For players who are newer to jazz, I would suggest learning Thelonious Monk’s ‘Round Midnight’ or Bill Evans’ ‘Peri’s Scope’, both of which can be found in The Real Book Sixth Edition from Hal Leonard. (There is an interesting video by Brazilian bassist Marcos Roberto de Santos that matches a transcribed score of the original version of ‘Peri’s Scope’ with MIDI tracks of the piano and drum parts and a live performance of the bass part. As the piano part is notated in grand staff, it is helpful in understanding Evans’ style. The history of recorded versions of ‘Round Midnight’ is, to me, a fascinating jazz mystery: in the two best-known recorded versions of ‘Round Midnight’, by Monk and Miles Davis, the chord progressions used match neither the other recording nor the most common published charts of the tune.) Two other tunes that use root position melodic patterns are Duke Ellington and Billy Strayhorn’s ‘Dancers In Love’ and Billy Taylor’s ‘Radioactivity’; scores of these pieces are somewhat harder to find. Finally, John Coltrane’s ’26-2’ uses a root position ii-V-I pattern in its bridge. This tune, which involves his ‘Giant Steps’ changes interpolated into the form of Charlie Parker’s ‘Confirmation’, is among the most challenging of Coltrane’s compositions.

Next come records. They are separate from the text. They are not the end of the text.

use std::env;

#[derive(Clone, Debug)]
pub struct AppConfig {
    pub port: u16,
    pub database_url: String,
    pub api_token: String,
    /// Empty disables signature checks on the payment webhook (dev mode).
    pub payment_webhook_secret: String,
    /// Empty routes client notifications to the log.
    pub notify_webhook_url: String,
    pub cors_origin: Option<String>,
}

impl AppConfig {
    pub fn from_env() -> Self {
        Self {
            port: env::var("PORT")
                .ok()
                .and_then(|v| v.parse().ok())
                .unwrap_or(3000),
            database_url: env::var("DATABASE_URL").unwrap_or_else(|_| "spotbook.db".to_string()),
            api_token: env::var("API_TOKEN").unwrap_or_else(|_| "changeme".to_string()),
            payment_webhook_secret: env::var("PAYMENT_WEBHOOK_SECRET").unwrap_or_default(),
            notify_webhook_url: env::var("NOTIFY_WEBHOOK_URL").unwrap_or_default(),
            cors_origin: env::var("CORS_ORIGIN").ok().filter(|v| !v.is_empty()),
        }
    }
}
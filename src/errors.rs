use axum::http::StatusCode;
use axum::response::{IntoResponse, Response};

use crate::models::{ActorRole, BookingStatus};

/// Validation failures of the booking domain. Surfaced to callers verbatim
/// and never retried.
#[derive(Debug, Clone, PartialEq, Eq, thiserror::Error)]
pub enum BookingError {
    #[error("invalid booking duration: {0}")]
    InvalidDuration(String),

    #[error("guest count must be at least 1, got {0}")]
    InvalidGuestCount(i64),

    #[error("{field} must not be negative")]
    NegativeAmount { field: &'static str },

    #[error("price overflow while computing {0}")]
    PriceOverflow(&'static str),

    #[error("add-on {addon} is not offered at location {location}")]
    UnknownAddon { addon: String, location: String },

    #[error("cannot move booking from {from} to {to}")]
    IllegalTransition {
        from: BookingStatus,
        to: BookingStatus,
    },

    #[error("{role} is not allowed to {action}")]
    UnauthorizedActor { role: ActorRole, action: String },

    #[error("booking is {status} and accepts no further status changes")]
    TerminalState { status: BookingStatus },

    #[error("refund amount must be positive, got {0}")]
    InvalidRefundAmount(i64),

    #[error("refund of {requested} exceeds the remaining refundable balance of {remaining}")]
    RefundExceedsBalance { requested: i64, remaining: i64 },

    #[error("refund reason must not be empty")]
    EmptyReason,

    #[error("cannot {operation} a booking that is {status}")]
    InvalidBookingState {
        status: BookingStatus,
        operation: &'static str,
    },

    #[error("booking not found: {0}")]
    BookingNotFound(String),

    #[error("location not found: {0}")]
    LocationNotFound(String),
}

impl BookingError {
    pub fn kind(&self) -> &'static str {
        match self {
            BookingError::InvalidDuration(_) => "invalid_duration",
            BookingError::InvalidGuestCount(_) => "invalid_guest_count",
            BookingError::NegativeAmount { .. } => "negative_amount",
            BookingError::PriceOverflow(_) => "price_overflow",
            BookingError::UnknownAddon { .. } => "unknown_addon",
            BookingError::IllegalTransition { .. } => "illegal_transition",
            BookingError::UnauthorizedActor { .. } => "unauthorized_actor",
            BookingError::TerminalState { .. } => "terminal_state",
            BookingError::InvalidRefundAmount(_) => "invalid_refund_amount",
            BookingError::RefundExceedsBalance { .. } => "refund_exceeds_balance",
            BookingError::EmptyReason => "empty_reason",
            BookingError::InvalidBookingState { .. } => "invalid_booking_state",
            BookingError::BookingNotFound(_) => "booking_not_found",
            BookingError::LocationNotFound(_) => "location_not_found",
        }
    }

    pub fn status_code(&self) -> StatusCode {
        match self {
            BookingError::InvalidDuration(_)
            | BookingError::InvalidGuestCount(_)
            | BookingError::NegativeAmount { .. }
            | BookingError::PriceOverflow(_)
            | BookingError::InvalidRefundAmount(_)
            | BookingError::EmptyReason => StatusCode::BAD_REQUEST,
            BookingError::UnknownAddon { .. } => StatusCode::UNPROCESSABLE_ENTITY,
            BookingError::UnauthorizedActor { .. } => StatusCode::FORBIDDEN,
            BookingError::IllegalTransition { .. }
            | BookingError::TerminalState { .. }
            | BookingError::InvalidBookingState { .. } => StatusCode::CONFLICT,
            BookingError::RefundExceedsBalance { .. } => StatusCode::UNPROCESSABLE_ENTITY,
            BookingError::BookingNotFound(_) | BookingError::LocationNotFound(_) => {
                StatusCode::NOT_FOUND
            }
        }
    }
}

#[derive(Debug, thiserror::Error)]
pub enum AppError {
    #[error(transparent)]
    Booking(#[from] BookingError),

    #[error("database error: {0}")]
    Database(#[from] rusqlite::Error),

    #[error("booking {0} was modified concurrently; reload and retry")]
    Conflict(String),

    #[error("unauthorized")]
    Unauthorized,

    #[error("bad request: {0}")]
    BadRequest(String),

    #[error("internal error: {0}")]
    Internal(#[from] anyhow::Error),
}

impl AppError {
    fn kind(&self) -> &'static str {
        match self {
            AppError::Booking(e) => e.kind(),
            AppError::Database(_) => "database",
            AppError::Conflict(_) => "conflict",
            AppError::Unauthorized => "unauthorized",
            AppError::BadRequest(_) => "bad_request",
            AppError::Internal(_) => "internal",
        }
    }

    pub fn status_code(&self) -> StatusCode {
        match self {
            AppError::Booking(e) => e.status_code(),
            AppError::Database(_) | AppError::Internal(_) => StatusCode::INTERNAL_SERVER_ERROR,
            AppError::Conflict(_) => StatusCode::CONFLICT,
            AppError::Unauthorized => StatusCode::UNAUTHORIZED,
            AppError::BadRequest(_) => StatusCode::BAD_REQUEST,
        }
    }
}

impl IntoResponse for AppError {
    fn into_response(self) -> Response {
        let status = self.status_code();
        if status.is_server_error() {
            tracing::error!(error = %self, "request failed");
        }

        let body = serde_json::json!({ "error": self.kind(), "message": self.to_string() });
        (status, axum::Json(body)).into_response()
    }
}
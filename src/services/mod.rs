pub mod bookings;
pub mod events;
pub mod history;
pub mod locations;
pub mod notifications;
pub mod pricing;
pub mod refunds;
pub mod transitions;
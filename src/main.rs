use std::sync::{Arc, Mutex};

use axum::http::HeaderValue;
use tokio::sync::broadcast;
use tower_http::cors::{Any, CorsLayer};
use tower_http::trace::TraceLayer;
use tracing_subscriber::EnvFilter;

use spotbook::config::AppConfig;
use spotbook::db;
use spotbook::handlers;
use spotbook::services::notifications::webhook::WebhookNotifier;
use spotbook::services::notifications::{LogNotifier, Notifier};
use spotbook::state::AppState;

#[tokio::main]
async fn main() -> anyhow::Result<()> {
    let _ = dotenvy::dotenv();

    tracing_subscriber::fmt()
        .with_env_filter(EnvFilter::try_from_default_env().unwrap_or_else(|_| "info".into()))
        .init();

    let config = AppConfig::from_env();

    let conn = db::init_db(&config.database_url)?;

    let notifier: Box<dyn Notifier> = if config.notify_webhook_url.is_empty() {
        tracing::info!("NOTIFY_WEBHOOK_URL not set, client notifications go to the log");
        Box::new(LogNotifier)
    } else {
        tracing::info!("sending client notifications to {}", config.notify_webhook_url);
        Box::new(WebhookNotifier::new(config.notify_webhook_url.clone()))
    };

    let (events_tx, _) = broadcast::channel(256);

    let state = Arc::new(AppState {
        db: Arc::new(Mutex::new(conn)),
        config: config.clone(),
        notifier,
        events_tx,
    });

    let cors = match config.cors_origin.as_deref() {
        Some(origin) => CorsLayer::new()
            .allow_origin(origin.parse::<HeaderValue>()?)
            .allow_methods(Any)
            .allow_headers(Any),
        None => CorsLayer::new(),
    };

    let app = handlers::router(state)
        .layer(cors)
        .layer(TraceLayer::new_for_http());

    let addr = format!("0.0.0.0:{}", config.port);
    tracing::info!("starting server on {addr}");

    let listener = tokio::net::TcpListener::bind(&addr).await?;
    axum::serve(listener, app).await?;

    Ok(())
}
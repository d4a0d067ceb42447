use std::sync::Arc;

use axum::extract::{Path, Query, State};
use axum::http::{HeaderMap, StatusCode};
use axum::Json;
use serde::Deserialize;

use crate::errors::AppError;
use crate::models::{Addon, Location};
use crate::services::locations::{self, NewAddon, NewLocation, QuoteRequest};
use crate::services::pricing::PriceBreakdown;
use crate::state::AppState;

use super::auth::authenticate;

// POST /api/locations
pub async fn create_location(
    State(state): State<Arc<AppState>>,
    headers: HeaderMap,
    Json(body): Json<NewLocation>,
) -> Result<(StatusCode, Json<Location>), AppError> {
    let actor = authenticate(&headers, &state)?;

    let location = {
        let db = state.db()?;
        locations::create_location(&db, &actor, body)?
    };

    Ok((StatusCode::CREATED, Json(location)))
}

// GET /api/locations
#[derive(Deserialize)]
pub struct LocationsQuery {
    pub limit: Option<i64>,
}

pub async fn list_locations(
    State(state): State<Arc<AppState>>,
    headers: HeaderMap,
    Query(query): Query<LocationsQuery>,
) -> Result<Json<Vec<Location>>, AppError> {
    let actor = authenticate(&headers, &state)?;

    let found = {
        let db = state.db()?;
        locations::list_locations(&db, &actor, query.limit.unwrap_or(50))?
    };

    Ok(Json(found))
}

// GET /api/locations/:id
pub async fn get_location(
    State(state): State<Arc<AppState>>,
    headers: HeaderMap,
    Path(id): Path<String>,
) -> Result<Json<Location>, AppError> {
    authenticate(&headers, &state)?;

    let location = {
        let db = state.db()?;
        locations::get_location(&db, &id)?
    };

    Ok(Json(location))
}

// POST /api/locations/:id/addons
pub async fn add_addon(
    State(state): State<Arc<AppState>>,
    headers: HeaderMap,
    Path(id): Path<String>,
    Json(body): Json<NewAddon>,
) -> Result<(StatusCode, Json<Addon>), AppError> {
    let actor = authenticate(&headers, &state)?;

    let addon = {
        let db = state.db()?;
        locations::add_addon(&db, &actor, &id, body)?
    };

    Ok((StatusCode::CREATED, Json(addon)))
}

// POST /api/locations/:id/quote
pub async fn quote(
    State(state): State<Arc<AppState>>,
    headers: HeaderMap,
    Path(id): Path<String>,
    Json(body): Json<QuoteRequest>,
) -> Result<Json<PriceBreakdown>, AppError> {
    authenticate(&headers, &state)?;

    let price = {
        let db = state.db()?;
        locations::quote(&db, &id, &body)?
    };

    Ok(Json(price))
}
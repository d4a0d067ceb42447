//! Append-only audit trail of booking mutations, stored in `booking_history`.

use chrono::{DateTime, Utc};
use rusqlite::Connection;

use crate::db::queries;
use crate::errors::{AppError, BookingError};
use crate::models::{Booking, HistoryEntry};

pub struct NewEntry<'a> {
    pub booking_id: &'a str,
    pub actor_id: &'a str,
    pub summary: &'a str,
    pub price_delta: i64,
    pub notified_client: bool,
}

pub fn append(
    conn: &Connection,
    entry: NewEntry<'_>,
    at: DateTime<Utc>,
) -> Result<HistoryEntry, AppError> {
    if !queries::booking_exists(conn, entry.booking_id)? {
        return Err(BookingError::BookingNotFound(entry.booking_id.to_string()).into());
    }

    let written = HistoryEntry {
        seq: queries::max_history_seq(conn, entry.booking_id)? + 1,
        booking_id: entry.booking_id.to_string(),
        timestamp: at,
        actor_id: entry.actor_id.to_string(),
        change_summary: entry.summary.to_string(),
        price_delta: entry.price_delta,
        notified_client: entry.notified_client,
    };
    queries::insert_history_entry(conn, &written)?;
    Ok(written)
}

/// Entries in insertion order.
pub fn entries(conn: &Connection, booking_id: &str) -> Result<Vec<HistoryEntry>, AppError> {
    if !queries::booking_exists(conn, booking_id)? {
        return Err(BookingError::BookingNotFound(booking_id.to_string()).into());
    }
    Ok(queries::get_history(conn, booking_id)?)
}

/// Stores the entries recorded on `booking` since it was loaded.
pub fn persist_new(conn: &Connection, booking: &Booking) -> Result<usize, AppError> {
    let stored = queries::max_history_seq(conn, &booking.id)?;
    let mut written = 0;
    for entry in booking.history().iter().filter(|e| e.seq > stored) {
        append(
            conn,
            NewEntry {
                booking_id: &entry.booking_id,
                actor_id: &entry.actor_id,
                summary: &entry.change_summary,
                price_delta: entry.price_delta,
                notified_client: entry.notified_client,
            },
            entry.timestamp,
        )?;
        written += 1;
    }
    Ok(written)
}
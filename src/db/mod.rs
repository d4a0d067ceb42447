pub mod migrations;
pub mod queries;

use anyhow::Context;
use rusqlite::Connection;

pub fn init_db(path: &str) -> anyhow::Result<Connection> {
    let conn = Connection::open(path).context("failed to open database")?;

    conn.execute_batch("PRAGMA journal_mode=WAL; PRAGMA foreign_keys=ON; PRAGMA busy_timeout=5000;")
        .context("failed to set database pragmas")?;

    migrations::run_migrations(&conn)?;

    Ok(conn)
}
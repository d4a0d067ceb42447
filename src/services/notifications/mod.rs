pub mod webhook;

use async_trait::async_trait;
use serde::Serialize;

use crate::models::{Booking, BookingStatus};
use crate::state::AppState;

/// What the client is told after a mutation that asked for notification.
#[derive(Debug, Clone, Serialize, PartialEq, Eq)]
pub struct ClientNotice {
    pub booking_id: String,
    pub client_id: String,
    pub status: BookingStatus,
    pub total_price: i64,
    pub summary: String,
}

impl ClientNotice {
    pub fn for_booking(booking: &Booking) -> Self {
        let summary = booking
            .history()
            .last()
            .map(|e| e.change_summary.clone())
            .unwrap_or_else(|| format!("booking is {}", booking.status));
        Self {
            booking_id: booking.id.clone(),
            client_id: booking.client_id.clone(),
            status: booking.status,
            total_price: booking.total_price,
            summary,
        }
    }
}

#[async_trait]
pub trait Notifier: Send + Sync {
    async fn notify(&self, notice: &ClientNotice) -> anyhow::Result<()>;
}

/// Used when no delivery endpoint is configured.
pub struct LogNotifier;

#[async_trait]
impl Notifier for LogNotifier {
    async fn notify(&self, notice: &ClientNotice) -> anyhow::Result<()> {
        tracing::info!(
            booking_id = %notice.booking_id,
            client_id = %notice.client_id,
            status = %notice.status,
            summary = %notice.summary,
            "client notification"
        );
        Ok(())
    }
}

/// Delivery happens after commit; failures are logged, not returned.
pub async fn notify_client(state: &AppState, booking: &Booking) {
    let notice = ClientNotice::for_booking(booking);
    if let Err(e) = state.notifier.notify(&notice).await {
        tracing::error!(error = %e, booking_id = %booking.id, "failed to notify client");
    }
}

To be ready to transpose a root-position-based pattern through all twelve keys, it is helpful to practice the root position voicing hands together through all twelve keys. The four-note voicing shown here includes a rootless voicing of V7, and is sequenced through two descending whole-step patterns (an alternative to the descending half-step pattern through which I sequenced ii-V-Is in the last post.) Once you have mastered these hands-together voicings, you’ll be ready to convert the voicing in the right hand into one of the patterns shown below (in other words, ‘give it up’ for the root position pattern.)
With jazz improvisation, as with any language, it is always a potential hazard to focus too much on learning individual phrases without learning the grammar and vocabulary (or, in music, scales and arpeggios) that allow you to use phrases in context. While practicing hands-together chords as shown above is helpful before learning a root-position-based lick in all twelve keys, mastering the scale outlines of the major ii-V-I in the previous post is an absolutely crucial step.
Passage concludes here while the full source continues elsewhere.